=== INPUT RECORDS ===

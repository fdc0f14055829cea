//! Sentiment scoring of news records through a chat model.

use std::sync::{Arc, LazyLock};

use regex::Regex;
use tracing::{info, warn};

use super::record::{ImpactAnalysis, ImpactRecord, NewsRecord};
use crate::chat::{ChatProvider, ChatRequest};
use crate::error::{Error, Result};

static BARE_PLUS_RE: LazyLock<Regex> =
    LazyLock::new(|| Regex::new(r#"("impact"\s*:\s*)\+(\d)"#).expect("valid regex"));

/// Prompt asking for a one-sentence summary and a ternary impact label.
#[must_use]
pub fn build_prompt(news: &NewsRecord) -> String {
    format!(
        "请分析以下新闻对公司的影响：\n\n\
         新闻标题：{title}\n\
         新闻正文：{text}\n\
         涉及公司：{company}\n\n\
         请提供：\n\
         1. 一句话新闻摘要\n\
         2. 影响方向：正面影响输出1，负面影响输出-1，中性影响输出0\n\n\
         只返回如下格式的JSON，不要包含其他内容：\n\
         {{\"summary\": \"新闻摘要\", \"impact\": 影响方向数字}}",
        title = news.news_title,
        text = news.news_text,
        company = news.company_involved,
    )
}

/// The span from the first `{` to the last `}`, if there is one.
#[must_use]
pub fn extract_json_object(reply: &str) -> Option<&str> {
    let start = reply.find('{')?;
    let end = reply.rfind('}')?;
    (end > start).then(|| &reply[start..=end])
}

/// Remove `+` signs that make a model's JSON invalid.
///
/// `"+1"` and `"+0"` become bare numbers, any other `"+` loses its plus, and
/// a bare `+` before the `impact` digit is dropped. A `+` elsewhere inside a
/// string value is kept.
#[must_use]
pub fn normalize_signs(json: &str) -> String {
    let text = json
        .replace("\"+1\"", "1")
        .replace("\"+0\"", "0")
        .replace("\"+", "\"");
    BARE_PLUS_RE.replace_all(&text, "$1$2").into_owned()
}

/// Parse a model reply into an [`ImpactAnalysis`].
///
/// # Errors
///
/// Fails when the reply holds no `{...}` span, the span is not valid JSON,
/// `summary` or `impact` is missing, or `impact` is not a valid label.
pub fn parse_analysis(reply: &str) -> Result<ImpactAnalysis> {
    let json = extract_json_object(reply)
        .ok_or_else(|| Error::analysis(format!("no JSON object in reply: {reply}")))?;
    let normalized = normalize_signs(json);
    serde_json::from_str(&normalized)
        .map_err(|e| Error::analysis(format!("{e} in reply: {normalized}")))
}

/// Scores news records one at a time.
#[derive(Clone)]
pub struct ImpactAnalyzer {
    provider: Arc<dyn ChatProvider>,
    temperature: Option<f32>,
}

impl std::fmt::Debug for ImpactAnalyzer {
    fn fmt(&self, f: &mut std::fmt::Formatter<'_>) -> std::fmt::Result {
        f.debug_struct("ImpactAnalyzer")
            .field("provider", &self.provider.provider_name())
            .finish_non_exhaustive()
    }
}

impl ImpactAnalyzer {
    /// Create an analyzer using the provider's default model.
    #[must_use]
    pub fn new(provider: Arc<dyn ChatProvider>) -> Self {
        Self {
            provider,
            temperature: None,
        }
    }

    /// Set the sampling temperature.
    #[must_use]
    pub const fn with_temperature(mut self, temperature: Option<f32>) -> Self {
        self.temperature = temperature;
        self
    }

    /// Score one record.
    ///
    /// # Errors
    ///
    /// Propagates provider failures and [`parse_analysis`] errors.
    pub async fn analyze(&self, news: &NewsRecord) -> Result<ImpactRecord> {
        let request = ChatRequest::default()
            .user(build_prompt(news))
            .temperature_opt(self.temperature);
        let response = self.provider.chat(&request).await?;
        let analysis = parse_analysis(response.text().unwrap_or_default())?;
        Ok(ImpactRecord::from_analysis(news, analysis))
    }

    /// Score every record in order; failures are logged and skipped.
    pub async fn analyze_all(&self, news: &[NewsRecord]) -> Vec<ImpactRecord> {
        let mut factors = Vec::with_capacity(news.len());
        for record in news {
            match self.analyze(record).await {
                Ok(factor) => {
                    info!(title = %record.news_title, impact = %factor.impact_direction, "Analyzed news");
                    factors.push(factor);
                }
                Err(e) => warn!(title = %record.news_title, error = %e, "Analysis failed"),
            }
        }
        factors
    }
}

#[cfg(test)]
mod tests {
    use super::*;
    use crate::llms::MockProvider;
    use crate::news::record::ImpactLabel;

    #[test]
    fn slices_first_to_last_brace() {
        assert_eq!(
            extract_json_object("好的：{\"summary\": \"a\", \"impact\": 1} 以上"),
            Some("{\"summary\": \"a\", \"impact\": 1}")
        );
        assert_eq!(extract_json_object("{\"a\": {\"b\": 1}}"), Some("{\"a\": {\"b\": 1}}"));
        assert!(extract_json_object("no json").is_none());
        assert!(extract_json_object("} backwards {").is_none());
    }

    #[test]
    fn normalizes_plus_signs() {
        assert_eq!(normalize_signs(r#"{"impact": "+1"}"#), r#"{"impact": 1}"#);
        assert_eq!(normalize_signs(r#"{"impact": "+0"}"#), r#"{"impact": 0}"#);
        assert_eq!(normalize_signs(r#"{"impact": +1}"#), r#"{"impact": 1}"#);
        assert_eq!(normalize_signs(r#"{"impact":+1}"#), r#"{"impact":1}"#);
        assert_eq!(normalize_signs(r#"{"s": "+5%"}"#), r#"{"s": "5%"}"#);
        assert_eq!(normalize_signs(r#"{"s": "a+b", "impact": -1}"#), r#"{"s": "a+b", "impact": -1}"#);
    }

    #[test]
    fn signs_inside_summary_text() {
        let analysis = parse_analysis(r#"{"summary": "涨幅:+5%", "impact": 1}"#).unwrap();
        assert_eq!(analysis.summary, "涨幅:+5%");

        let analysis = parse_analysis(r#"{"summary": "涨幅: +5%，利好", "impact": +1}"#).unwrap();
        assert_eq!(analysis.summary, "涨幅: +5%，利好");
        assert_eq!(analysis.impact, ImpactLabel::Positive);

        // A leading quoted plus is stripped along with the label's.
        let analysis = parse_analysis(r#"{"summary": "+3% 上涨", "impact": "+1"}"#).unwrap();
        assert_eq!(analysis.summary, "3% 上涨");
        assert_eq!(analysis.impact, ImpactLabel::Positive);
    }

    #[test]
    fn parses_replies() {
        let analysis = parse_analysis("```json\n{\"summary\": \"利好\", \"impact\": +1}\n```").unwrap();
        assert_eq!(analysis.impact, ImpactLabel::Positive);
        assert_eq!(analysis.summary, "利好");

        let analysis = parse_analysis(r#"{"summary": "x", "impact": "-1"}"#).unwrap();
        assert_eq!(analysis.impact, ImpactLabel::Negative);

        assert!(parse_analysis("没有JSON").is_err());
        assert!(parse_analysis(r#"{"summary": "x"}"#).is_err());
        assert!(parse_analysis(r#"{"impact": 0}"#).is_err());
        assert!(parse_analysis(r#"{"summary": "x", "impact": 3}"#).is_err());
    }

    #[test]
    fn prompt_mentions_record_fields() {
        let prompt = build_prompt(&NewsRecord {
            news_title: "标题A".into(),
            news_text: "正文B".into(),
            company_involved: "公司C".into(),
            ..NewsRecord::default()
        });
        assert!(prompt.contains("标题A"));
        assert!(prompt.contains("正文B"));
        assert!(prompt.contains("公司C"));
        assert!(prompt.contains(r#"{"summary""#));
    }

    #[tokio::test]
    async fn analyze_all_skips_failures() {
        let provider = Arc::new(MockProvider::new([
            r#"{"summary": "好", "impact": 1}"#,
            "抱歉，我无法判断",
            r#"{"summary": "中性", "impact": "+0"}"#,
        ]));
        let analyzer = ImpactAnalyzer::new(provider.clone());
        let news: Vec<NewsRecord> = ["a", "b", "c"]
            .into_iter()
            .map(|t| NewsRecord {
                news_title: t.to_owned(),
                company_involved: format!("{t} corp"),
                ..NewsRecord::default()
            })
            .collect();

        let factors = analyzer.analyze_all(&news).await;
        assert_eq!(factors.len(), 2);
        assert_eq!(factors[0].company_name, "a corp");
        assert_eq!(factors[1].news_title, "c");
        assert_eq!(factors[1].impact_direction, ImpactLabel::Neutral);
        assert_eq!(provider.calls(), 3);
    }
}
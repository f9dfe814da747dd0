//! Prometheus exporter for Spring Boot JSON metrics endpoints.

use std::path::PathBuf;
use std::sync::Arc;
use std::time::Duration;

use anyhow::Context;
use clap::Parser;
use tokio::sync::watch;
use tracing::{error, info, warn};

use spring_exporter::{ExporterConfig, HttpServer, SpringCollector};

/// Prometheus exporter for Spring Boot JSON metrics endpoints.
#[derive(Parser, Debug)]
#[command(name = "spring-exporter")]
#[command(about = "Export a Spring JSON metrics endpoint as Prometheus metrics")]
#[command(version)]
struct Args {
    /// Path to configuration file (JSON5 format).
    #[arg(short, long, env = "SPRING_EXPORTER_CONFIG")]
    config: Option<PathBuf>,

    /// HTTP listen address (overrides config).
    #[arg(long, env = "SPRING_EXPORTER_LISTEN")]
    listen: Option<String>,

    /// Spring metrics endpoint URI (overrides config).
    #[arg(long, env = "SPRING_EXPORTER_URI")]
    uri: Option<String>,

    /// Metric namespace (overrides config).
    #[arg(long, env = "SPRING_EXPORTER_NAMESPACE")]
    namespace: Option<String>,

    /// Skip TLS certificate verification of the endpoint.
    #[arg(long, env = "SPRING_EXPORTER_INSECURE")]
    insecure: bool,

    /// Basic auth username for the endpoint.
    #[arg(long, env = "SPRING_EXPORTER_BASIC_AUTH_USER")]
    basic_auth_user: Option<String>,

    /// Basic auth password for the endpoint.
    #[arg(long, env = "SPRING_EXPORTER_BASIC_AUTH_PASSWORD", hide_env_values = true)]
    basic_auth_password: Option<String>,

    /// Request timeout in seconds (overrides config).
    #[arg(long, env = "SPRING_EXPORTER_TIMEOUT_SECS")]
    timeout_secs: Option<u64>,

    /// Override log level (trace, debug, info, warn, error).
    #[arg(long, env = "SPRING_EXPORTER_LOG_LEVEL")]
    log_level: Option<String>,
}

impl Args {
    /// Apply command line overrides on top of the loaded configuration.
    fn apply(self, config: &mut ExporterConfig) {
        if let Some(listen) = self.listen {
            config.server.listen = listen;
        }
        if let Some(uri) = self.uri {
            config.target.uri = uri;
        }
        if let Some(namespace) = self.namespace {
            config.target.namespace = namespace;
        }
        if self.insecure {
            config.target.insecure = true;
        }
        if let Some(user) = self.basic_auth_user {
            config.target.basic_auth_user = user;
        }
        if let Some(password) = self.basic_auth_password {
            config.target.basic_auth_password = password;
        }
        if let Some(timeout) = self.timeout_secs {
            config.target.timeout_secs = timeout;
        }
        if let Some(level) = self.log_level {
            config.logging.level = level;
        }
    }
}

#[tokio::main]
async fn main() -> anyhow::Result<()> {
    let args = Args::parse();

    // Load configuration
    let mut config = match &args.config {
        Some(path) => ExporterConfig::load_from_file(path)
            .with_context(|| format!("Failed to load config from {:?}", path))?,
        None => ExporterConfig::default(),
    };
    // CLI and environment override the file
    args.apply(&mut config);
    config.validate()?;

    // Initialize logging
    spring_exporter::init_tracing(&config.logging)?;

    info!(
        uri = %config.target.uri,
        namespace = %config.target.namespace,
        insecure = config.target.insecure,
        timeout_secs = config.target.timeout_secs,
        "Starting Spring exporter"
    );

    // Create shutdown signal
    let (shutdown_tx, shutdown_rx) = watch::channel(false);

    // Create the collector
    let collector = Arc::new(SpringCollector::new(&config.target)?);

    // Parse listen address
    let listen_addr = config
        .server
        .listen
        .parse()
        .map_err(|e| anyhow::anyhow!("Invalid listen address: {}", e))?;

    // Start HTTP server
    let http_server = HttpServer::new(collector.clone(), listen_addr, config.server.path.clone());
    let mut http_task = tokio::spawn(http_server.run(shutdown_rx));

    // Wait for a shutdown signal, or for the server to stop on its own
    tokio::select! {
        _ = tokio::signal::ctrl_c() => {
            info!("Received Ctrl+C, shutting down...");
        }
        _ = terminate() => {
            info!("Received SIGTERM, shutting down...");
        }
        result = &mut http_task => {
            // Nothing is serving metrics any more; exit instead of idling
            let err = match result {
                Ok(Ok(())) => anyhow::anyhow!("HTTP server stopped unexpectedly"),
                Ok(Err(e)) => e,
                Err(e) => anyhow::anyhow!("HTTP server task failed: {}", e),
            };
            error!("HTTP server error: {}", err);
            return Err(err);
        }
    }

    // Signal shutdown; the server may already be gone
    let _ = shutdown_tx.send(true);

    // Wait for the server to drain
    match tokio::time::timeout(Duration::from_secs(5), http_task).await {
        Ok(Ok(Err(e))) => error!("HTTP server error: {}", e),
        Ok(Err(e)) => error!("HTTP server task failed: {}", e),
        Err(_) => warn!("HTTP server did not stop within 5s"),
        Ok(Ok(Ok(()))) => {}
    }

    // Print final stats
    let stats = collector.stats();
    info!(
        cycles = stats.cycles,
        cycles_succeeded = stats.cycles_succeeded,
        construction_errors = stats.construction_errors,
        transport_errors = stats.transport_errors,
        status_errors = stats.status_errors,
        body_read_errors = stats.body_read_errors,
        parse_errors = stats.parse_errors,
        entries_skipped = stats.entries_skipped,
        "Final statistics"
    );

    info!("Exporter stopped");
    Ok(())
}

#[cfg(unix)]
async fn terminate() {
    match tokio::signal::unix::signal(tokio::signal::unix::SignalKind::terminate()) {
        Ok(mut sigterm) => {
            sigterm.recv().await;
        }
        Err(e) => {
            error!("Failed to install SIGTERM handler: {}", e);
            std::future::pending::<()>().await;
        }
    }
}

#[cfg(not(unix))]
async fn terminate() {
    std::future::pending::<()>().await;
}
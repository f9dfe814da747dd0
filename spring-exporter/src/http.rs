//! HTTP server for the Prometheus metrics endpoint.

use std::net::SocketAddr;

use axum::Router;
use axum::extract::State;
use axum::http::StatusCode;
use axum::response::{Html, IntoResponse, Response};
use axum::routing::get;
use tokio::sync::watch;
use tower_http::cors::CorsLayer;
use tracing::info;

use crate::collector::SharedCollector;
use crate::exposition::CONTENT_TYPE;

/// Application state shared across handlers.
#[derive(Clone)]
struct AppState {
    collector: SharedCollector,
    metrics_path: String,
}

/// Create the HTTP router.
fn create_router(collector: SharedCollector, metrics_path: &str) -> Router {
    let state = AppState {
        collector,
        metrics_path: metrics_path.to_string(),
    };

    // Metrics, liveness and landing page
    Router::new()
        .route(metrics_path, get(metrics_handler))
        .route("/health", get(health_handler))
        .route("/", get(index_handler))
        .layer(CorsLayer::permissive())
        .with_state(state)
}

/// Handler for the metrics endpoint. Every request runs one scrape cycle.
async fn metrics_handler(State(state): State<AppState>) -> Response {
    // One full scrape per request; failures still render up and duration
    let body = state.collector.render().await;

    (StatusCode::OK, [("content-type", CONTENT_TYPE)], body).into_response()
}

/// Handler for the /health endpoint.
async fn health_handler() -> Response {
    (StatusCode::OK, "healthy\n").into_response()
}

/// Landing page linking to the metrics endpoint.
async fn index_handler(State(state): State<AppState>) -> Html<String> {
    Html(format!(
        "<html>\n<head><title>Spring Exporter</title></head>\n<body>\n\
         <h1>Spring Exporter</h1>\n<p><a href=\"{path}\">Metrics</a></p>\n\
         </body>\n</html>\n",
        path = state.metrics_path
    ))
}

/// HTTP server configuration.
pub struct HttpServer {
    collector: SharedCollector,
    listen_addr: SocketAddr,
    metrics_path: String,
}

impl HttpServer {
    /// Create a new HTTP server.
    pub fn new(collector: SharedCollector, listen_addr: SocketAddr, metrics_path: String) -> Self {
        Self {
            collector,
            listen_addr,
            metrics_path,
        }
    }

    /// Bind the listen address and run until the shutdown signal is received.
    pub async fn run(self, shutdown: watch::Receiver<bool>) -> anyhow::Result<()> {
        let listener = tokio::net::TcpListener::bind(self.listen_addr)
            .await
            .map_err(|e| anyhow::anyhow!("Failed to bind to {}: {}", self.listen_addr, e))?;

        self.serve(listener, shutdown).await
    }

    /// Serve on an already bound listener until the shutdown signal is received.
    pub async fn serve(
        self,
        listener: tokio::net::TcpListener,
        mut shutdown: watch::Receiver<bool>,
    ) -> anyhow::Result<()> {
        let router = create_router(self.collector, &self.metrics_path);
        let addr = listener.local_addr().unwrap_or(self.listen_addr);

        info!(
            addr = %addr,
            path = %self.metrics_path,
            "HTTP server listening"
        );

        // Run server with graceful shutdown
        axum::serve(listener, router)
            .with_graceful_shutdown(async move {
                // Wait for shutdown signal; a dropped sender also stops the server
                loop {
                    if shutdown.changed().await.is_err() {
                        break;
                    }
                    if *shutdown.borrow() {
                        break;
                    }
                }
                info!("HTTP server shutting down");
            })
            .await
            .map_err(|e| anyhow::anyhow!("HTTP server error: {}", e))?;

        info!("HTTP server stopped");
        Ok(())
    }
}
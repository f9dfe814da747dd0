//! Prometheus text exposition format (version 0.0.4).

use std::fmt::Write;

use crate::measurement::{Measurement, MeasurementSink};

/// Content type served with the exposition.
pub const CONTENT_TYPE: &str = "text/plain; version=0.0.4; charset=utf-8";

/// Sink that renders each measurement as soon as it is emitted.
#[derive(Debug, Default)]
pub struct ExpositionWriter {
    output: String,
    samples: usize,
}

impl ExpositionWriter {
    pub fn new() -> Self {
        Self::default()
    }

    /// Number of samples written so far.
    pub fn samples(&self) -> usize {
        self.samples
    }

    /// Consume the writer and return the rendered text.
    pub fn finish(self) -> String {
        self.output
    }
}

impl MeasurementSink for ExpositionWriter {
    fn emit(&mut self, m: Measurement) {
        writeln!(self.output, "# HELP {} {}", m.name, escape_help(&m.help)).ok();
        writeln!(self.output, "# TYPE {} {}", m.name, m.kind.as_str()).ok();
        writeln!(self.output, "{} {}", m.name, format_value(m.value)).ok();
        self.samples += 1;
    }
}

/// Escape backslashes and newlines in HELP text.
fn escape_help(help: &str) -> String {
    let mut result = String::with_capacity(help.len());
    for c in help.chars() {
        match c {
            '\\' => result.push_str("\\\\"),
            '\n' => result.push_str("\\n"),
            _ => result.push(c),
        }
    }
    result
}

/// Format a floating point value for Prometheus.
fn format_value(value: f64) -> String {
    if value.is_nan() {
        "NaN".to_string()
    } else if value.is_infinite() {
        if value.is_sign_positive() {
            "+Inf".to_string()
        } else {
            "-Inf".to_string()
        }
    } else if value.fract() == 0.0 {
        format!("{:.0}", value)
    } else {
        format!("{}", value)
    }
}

===

## PROBLEM STATEMENT:
Everything from the line that contains "else if value.fract()" to the last line of the entries above should be repeated word for word, both lines included, with no other output.

## FINAL ANSWER:
    } else if value.fract() == 0.0 {
        format!("{:.0}", value)
    } else {
        format!("{}", value)
    }
}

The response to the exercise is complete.